Go to the line that includes "eprintln!($($arg)*);" and retype it, then every line after it to the end of the data, adding nothing.

··· RECORDS SUPPLIED

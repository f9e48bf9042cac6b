// Copyright 2025 Umberto Gotti <umberto.gotti@umbertogotti.dev>
// Licensed under the Apache License, Version 2.0
// http://www.apache.org/licenses/LICENSE-2.0

// Conditional logging shim: uses `tracing` when enabled, falls back to eprintln!

#[cfg(feature = "tracing")]
#[macro_export]
macro_rules! warn {
    ($($arg:tt)*) => {{
        tracing::warn!($($arg)*);
    }};
}

#[cfg(feature = "tracing")]
#[macro_export]
macro_rules! debug {
    ($($arg:tt)*) => {{
        tracing::debug!($($arg)*);
    }};
}

#[cfg(not(feature = "tracing"))]
#[macro_export]
macro_rules! warn {
    ($($arg:tt)*) => {{
        eprintln!($($arg)*);
    }};
}

#[cfg(not(feature = "tracing"))]
#[macro_export]
macro_rules! debug {
    ($($arg:tt)*) => {{
        let _ = format_args!($($arg)*);
    }};
}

······

== SOLUTION FOR THIS EXERCISE ==
        eprintln!($($arg)*);
    }};
}

#[cfg(not(feature = "tracing"))]
#[macro_export]
macro_rules! debug {
    ($($arg:tt)*) => {{
        let _ = format_args!($($arg)*);
    }};
}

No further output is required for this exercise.